» ACTIVITY: The expected answer holds every line from the first line of the data below through the line containing "report back failed.", exactly as written, and no other line.
━━━━━━━━━━━━━━━━
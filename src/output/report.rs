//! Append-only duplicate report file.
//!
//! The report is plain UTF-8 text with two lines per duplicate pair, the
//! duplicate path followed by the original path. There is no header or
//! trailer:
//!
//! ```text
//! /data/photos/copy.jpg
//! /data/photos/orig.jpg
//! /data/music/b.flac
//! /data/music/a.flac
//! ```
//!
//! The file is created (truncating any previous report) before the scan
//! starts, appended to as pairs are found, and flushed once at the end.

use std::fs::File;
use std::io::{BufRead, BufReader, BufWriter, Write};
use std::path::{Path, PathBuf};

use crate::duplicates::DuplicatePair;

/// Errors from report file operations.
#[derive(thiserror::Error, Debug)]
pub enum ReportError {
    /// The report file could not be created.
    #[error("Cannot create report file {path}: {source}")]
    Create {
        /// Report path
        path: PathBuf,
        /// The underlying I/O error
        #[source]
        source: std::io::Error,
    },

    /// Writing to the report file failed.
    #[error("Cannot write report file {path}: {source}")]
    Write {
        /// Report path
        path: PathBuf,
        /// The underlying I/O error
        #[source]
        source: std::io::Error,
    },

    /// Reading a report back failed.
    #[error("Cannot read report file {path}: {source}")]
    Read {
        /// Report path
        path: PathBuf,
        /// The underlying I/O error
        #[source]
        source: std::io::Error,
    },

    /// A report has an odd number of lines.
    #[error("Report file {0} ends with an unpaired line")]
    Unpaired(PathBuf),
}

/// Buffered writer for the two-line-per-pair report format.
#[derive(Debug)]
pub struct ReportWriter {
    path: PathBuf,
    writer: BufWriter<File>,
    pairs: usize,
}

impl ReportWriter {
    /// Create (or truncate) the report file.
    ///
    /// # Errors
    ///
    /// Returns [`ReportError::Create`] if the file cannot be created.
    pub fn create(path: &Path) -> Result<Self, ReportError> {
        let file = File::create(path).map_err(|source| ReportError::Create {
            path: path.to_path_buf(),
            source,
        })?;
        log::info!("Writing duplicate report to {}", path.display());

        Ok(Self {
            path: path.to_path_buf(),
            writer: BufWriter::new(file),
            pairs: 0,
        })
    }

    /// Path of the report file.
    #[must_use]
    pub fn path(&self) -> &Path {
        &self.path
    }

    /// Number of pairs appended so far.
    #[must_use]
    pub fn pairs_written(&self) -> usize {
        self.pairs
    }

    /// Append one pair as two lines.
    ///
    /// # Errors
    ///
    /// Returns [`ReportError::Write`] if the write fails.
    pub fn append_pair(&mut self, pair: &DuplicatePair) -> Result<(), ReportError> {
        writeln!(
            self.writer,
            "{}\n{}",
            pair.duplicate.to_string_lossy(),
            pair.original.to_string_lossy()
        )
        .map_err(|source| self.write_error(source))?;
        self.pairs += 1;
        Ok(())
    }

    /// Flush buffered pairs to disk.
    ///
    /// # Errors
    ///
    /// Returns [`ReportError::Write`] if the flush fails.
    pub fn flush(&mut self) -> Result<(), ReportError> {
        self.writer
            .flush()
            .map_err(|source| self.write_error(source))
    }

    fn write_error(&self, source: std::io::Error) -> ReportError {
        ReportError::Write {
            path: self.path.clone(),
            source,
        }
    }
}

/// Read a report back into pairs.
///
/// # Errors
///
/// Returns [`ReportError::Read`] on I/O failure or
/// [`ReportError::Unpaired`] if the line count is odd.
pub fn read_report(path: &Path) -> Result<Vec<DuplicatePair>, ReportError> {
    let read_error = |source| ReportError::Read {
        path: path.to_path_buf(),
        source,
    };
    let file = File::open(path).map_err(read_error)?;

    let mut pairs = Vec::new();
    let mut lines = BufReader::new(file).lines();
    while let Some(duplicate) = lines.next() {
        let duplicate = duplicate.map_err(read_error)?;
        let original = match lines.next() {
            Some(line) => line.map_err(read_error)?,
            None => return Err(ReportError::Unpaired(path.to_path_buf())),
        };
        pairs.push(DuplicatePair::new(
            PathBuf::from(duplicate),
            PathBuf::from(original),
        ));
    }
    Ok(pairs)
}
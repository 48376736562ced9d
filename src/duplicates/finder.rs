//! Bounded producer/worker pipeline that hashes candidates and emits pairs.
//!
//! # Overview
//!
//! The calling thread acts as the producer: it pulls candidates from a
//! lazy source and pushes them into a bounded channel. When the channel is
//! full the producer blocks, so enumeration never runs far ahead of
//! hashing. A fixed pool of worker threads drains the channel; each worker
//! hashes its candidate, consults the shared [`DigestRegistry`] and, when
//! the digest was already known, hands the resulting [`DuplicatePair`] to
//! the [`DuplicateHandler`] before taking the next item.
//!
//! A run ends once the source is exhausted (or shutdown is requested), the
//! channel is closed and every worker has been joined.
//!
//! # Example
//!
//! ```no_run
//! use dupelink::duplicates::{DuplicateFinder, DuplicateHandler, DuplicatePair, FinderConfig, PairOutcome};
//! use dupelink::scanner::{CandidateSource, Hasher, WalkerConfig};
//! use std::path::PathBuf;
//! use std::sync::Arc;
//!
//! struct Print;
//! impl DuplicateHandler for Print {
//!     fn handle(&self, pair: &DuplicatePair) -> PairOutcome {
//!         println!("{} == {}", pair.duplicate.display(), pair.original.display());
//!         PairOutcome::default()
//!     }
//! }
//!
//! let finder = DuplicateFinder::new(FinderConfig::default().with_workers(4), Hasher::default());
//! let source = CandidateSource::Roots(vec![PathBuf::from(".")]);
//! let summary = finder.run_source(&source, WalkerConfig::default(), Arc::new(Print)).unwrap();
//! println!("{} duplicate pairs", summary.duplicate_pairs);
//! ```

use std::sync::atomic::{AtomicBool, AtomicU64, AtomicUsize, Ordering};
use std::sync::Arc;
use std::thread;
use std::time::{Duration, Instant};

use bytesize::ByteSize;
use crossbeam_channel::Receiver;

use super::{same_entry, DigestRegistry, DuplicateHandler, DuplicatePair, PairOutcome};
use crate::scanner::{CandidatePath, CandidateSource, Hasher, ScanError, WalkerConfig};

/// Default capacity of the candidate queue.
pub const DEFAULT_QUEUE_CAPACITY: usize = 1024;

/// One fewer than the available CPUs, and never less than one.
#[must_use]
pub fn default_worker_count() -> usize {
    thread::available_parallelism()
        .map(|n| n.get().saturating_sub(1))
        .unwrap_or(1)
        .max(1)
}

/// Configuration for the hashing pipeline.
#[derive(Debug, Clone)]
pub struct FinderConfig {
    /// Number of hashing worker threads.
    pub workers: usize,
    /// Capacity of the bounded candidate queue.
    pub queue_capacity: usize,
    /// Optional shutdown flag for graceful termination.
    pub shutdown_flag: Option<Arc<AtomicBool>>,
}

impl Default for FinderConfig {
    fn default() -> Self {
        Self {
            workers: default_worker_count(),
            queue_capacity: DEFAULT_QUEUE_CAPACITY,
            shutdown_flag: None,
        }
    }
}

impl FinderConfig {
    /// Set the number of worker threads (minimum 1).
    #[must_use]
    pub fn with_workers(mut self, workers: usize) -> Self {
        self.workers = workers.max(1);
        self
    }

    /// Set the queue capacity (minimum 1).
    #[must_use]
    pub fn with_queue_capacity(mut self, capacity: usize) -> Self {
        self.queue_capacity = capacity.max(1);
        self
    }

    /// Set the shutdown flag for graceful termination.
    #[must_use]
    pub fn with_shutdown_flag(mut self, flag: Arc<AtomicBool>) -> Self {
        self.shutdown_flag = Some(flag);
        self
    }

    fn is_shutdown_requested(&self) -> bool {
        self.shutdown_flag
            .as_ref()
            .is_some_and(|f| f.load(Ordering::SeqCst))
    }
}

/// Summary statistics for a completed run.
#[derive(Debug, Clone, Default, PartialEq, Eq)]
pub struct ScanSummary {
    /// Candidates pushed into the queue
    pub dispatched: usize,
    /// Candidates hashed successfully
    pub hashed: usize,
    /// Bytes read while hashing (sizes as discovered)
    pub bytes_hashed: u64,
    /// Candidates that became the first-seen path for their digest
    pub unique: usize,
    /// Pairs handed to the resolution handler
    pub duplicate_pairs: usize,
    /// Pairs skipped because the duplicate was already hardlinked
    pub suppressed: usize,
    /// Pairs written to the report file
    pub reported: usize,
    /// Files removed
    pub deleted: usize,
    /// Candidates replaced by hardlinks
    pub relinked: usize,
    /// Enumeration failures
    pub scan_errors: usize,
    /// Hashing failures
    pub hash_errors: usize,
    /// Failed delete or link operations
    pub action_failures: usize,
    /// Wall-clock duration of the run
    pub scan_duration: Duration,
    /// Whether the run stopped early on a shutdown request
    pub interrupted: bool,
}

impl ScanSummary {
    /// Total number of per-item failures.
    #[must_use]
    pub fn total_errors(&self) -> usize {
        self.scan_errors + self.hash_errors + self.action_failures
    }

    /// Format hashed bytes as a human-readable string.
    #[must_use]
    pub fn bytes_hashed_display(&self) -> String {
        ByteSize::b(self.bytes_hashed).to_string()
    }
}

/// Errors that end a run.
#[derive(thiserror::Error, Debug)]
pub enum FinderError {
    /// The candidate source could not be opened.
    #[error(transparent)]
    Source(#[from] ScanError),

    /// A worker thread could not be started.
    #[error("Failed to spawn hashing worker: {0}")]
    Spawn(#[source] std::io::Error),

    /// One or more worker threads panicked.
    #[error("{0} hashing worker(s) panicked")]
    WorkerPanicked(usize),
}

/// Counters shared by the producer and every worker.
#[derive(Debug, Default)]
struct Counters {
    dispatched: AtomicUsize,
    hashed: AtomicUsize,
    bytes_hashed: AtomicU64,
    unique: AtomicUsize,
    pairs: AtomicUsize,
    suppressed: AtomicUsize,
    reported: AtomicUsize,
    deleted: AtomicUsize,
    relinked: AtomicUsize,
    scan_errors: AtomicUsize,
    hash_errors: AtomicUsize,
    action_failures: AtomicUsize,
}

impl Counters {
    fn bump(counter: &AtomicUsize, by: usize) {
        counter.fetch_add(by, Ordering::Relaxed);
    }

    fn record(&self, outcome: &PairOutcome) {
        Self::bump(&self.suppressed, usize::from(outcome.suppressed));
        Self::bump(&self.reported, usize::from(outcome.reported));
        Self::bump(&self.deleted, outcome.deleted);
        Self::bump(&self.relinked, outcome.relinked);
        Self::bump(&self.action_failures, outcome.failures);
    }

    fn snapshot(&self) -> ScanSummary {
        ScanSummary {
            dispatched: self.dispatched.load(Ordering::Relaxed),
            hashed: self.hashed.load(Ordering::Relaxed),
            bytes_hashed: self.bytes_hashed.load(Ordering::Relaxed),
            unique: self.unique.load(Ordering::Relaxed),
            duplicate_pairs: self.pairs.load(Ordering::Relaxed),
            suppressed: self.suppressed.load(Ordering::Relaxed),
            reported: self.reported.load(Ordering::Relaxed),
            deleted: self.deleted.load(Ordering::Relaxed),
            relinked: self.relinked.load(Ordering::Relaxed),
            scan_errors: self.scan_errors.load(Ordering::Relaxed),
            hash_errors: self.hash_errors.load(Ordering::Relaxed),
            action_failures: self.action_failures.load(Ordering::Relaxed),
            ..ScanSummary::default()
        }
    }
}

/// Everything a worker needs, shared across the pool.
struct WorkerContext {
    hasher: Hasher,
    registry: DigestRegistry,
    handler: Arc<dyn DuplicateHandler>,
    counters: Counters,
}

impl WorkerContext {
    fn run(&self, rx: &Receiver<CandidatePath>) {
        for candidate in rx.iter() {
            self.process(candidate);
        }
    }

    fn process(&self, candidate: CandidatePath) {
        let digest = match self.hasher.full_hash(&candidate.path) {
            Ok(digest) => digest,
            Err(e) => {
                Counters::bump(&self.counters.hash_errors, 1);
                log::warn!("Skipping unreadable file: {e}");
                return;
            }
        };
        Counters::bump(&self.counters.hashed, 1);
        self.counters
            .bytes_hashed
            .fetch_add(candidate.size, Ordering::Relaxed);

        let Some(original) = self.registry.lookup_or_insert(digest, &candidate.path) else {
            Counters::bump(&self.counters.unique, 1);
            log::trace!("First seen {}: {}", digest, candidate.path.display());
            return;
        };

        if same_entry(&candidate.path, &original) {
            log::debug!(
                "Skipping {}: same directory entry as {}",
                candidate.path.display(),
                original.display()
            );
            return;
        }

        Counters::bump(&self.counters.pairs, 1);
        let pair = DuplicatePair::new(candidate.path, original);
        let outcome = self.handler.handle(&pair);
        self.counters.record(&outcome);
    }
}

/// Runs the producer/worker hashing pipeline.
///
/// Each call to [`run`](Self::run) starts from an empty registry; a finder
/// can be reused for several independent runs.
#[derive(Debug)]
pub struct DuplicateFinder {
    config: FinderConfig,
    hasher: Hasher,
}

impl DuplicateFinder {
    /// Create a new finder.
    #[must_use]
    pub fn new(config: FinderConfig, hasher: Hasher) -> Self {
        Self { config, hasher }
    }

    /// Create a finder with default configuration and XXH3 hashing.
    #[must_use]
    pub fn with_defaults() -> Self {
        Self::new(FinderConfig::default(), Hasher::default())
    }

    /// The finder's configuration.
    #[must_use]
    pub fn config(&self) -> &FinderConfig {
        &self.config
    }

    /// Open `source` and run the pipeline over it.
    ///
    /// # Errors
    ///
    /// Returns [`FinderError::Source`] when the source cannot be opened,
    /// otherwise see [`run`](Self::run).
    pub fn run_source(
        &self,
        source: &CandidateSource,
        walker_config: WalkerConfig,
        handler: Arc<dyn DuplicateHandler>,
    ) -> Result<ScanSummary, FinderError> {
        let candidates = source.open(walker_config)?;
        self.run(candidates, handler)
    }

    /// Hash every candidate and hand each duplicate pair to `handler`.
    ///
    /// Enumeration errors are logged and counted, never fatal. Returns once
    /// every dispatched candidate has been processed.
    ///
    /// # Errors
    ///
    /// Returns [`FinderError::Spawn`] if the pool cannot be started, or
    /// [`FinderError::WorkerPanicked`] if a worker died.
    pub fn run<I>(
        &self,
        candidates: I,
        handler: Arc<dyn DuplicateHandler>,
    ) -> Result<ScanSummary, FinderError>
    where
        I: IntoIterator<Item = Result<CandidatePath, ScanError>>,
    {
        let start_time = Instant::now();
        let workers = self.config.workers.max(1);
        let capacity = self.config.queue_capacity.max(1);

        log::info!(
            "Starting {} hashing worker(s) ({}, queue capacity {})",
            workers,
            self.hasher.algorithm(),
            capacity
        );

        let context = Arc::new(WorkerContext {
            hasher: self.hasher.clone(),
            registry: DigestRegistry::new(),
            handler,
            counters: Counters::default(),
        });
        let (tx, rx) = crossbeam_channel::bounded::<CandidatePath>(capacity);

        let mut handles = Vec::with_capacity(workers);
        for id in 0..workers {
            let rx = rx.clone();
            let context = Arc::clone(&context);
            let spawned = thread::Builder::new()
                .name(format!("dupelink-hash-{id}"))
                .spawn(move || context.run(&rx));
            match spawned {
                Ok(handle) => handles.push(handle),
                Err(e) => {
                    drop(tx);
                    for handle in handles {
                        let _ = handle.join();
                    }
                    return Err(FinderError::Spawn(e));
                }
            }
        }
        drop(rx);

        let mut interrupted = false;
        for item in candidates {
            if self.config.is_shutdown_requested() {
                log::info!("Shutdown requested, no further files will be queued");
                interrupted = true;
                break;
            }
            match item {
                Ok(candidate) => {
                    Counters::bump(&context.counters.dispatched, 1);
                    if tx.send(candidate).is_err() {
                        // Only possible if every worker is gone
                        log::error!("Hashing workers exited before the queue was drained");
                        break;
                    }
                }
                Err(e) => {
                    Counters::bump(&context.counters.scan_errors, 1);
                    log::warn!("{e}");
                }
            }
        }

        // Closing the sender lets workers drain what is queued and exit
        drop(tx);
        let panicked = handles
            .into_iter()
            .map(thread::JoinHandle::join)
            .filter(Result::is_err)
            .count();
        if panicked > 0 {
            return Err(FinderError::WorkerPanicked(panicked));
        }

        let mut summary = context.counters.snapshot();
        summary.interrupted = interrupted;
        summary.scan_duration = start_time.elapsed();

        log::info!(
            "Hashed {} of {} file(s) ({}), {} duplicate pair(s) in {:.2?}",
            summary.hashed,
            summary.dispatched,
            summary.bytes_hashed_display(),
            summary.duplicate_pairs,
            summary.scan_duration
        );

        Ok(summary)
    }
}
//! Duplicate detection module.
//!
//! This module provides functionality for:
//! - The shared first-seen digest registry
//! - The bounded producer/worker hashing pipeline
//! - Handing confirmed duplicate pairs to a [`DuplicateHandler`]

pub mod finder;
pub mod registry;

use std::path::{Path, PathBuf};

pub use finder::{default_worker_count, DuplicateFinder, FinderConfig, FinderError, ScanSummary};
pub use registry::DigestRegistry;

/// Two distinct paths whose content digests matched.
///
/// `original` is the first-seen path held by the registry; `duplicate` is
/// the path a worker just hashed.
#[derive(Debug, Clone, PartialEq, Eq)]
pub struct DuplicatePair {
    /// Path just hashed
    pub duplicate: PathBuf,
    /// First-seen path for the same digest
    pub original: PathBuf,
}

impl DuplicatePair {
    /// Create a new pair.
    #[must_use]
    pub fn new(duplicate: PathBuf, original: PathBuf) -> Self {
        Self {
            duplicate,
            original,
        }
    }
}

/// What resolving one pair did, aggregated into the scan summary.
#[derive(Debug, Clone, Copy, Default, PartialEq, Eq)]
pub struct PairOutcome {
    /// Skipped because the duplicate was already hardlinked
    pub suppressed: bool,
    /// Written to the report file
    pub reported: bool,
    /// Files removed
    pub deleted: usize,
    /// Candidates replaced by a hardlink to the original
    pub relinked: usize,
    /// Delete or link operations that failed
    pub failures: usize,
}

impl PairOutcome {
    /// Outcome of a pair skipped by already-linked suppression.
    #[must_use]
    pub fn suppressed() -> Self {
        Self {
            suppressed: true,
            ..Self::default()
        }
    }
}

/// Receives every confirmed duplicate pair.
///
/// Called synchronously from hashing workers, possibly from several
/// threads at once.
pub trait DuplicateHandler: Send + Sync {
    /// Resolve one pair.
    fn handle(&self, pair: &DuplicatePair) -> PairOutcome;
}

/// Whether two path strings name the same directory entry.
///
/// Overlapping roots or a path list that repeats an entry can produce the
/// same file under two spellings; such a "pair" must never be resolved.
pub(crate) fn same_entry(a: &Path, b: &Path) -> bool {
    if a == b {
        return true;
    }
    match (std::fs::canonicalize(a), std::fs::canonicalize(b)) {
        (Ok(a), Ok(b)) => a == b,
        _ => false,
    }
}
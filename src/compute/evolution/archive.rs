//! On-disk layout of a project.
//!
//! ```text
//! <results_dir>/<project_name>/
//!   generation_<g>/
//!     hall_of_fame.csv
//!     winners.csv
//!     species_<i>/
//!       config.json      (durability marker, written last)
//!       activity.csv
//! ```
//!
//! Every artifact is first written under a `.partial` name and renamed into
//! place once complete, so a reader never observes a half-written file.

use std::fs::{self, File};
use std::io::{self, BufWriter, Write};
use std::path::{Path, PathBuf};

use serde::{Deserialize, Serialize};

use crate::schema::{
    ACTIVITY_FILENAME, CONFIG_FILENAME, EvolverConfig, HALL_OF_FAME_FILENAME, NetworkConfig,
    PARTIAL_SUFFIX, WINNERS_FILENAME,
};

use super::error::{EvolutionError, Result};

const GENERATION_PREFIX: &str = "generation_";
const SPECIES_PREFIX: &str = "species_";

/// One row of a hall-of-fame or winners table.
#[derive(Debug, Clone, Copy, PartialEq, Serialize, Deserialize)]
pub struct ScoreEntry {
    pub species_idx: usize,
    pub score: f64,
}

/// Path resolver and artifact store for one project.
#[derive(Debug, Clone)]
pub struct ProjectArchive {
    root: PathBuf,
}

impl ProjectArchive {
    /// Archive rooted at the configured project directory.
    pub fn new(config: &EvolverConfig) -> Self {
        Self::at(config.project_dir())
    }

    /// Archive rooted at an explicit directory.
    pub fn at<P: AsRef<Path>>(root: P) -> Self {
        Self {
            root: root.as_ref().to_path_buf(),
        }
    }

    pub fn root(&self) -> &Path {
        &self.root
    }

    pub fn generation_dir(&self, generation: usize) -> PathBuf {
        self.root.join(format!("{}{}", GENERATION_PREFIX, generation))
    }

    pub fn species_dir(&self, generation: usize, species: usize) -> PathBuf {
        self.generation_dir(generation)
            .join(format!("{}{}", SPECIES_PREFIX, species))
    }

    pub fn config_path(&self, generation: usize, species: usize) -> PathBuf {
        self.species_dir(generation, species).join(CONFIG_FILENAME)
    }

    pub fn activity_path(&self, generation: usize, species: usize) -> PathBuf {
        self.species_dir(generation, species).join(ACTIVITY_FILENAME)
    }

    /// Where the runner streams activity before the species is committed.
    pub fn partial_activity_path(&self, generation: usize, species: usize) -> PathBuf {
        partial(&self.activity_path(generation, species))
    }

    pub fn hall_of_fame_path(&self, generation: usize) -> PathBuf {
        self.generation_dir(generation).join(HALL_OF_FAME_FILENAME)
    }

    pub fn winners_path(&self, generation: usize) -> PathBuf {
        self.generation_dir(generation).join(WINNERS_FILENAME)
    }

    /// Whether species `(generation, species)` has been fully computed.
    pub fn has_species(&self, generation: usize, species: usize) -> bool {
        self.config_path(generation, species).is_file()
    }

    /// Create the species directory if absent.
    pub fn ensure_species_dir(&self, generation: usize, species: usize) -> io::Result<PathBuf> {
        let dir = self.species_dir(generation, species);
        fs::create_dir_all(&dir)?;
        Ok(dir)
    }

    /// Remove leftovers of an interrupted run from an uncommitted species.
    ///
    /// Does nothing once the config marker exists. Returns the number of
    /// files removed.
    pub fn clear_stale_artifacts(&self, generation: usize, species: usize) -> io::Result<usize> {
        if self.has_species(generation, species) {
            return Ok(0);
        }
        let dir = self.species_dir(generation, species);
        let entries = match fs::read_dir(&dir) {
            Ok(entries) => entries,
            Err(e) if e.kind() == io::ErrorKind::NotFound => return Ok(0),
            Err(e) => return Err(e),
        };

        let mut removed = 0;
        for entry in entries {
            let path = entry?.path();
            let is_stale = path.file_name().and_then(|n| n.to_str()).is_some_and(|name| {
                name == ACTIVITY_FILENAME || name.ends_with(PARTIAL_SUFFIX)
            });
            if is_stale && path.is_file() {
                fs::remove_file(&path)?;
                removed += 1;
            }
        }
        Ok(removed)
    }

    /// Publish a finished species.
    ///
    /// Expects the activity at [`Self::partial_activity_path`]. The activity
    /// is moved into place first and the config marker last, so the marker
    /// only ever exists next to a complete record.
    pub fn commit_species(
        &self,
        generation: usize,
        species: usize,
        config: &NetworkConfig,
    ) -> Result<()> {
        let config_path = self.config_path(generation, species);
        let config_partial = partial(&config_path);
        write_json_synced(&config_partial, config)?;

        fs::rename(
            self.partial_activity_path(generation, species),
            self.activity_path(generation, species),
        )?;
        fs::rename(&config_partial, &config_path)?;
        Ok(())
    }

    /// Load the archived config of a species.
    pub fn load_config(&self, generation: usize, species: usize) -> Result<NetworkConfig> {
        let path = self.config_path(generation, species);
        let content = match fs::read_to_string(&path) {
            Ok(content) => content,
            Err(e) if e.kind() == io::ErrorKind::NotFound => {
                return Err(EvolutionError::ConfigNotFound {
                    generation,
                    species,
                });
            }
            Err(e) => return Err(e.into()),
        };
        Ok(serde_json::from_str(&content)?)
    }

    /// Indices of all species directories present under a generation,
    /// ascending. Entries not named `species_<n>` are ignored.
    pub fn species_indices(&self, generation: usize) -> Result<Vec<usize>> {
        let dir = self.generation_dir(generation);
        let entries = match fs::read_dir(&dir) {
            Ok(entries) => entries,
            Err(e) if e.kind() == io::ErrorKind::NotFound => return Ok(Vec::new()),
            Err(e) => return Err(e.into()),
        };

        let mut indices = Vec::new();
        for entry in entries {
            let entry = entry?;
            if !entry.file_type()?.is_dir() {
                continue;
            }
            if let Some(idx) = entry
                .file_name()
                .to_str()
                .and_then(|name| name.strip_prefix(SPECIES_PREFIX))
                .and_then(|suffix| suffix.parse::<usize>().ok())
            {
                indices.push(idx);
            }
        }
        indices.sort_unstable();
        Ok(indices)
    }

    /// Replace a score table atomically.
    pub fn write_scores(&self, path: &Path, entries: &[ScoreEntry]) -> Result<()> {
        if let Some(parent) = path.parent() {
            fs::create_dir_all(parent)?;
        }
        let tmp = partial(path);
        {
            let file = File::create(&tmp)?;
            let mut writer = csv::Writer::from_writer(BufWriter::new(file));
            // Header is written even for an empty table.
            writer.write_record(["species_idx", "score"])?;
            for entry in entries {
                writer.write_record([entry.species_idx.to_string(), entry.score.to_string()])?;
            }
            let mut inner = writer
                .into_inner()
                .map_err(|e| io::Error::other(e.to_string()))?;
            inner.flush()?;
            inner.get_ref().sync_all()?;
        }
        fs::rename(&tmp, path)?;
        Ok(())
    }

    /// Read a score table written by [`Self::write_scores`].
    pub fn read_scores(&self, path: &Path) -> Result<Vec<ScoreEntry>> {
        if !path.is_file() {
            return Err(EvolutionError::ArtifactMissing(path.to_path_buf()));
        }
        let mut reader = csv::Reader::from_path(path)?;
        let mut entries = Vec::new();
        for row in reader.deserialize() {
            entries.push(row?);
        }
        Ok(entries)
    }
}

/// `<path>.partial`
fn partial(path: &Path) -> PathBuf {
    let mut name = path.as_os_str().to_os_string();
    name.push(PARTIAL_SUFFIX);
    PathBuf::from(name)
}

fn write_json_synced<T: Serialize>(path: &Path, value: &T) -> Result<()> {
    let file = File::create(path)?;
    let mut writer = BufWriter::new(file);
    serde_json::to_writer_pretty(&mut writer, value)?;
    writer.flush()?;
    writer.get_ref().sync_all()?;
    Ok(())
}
━━━━━━━━━━━━━━━━
» EXERCISE RESULT:
filename src/output/report.rs
//! Append-only duplicate report file.
//!
//! The report is plain UTF-8 text with two lines per duplicate pair, the
//! duplicate path followed by the original path. There is no header or
//! trailer:
//!
//! ```text
//! /data/photos/copy.jpg
//! /data/photos/orig.jpg
//! /data/music/b.flac
//! /data/music/a.flac
//! ```
//!
//! The file is created (truncating any previous report) before the scan
//! starts, appended to as pairs are found, and flushed once at the end.

use std::fs::File;
use std::io::{BufRead, BufReader, BufWriter, Write};
use std::path::{Path, PathBuf};

use crate::duplicates::DuplicatePair;

/// Errors from report file operations.
#[derive(thiserror::Error, Debug)]
pub enum ReportError {
    /// The report file could not be created.
    #[error("Cannot create report file {path}: {source}")]
    Create {
        /// Report path
        path: PathBuf,
        /// The underlying I/O error
        #[source]
        source: std::io::Error,
    },

    /// Writing to the report file failed.
    #[error("Cannot write report file {path}: {source}")]
    Write {
        /// Report path
        path: PathBuf,
        /// The underlying I/O error
        #[source]
        source: std::io::Error,
    },

    /// Reading a report back failed.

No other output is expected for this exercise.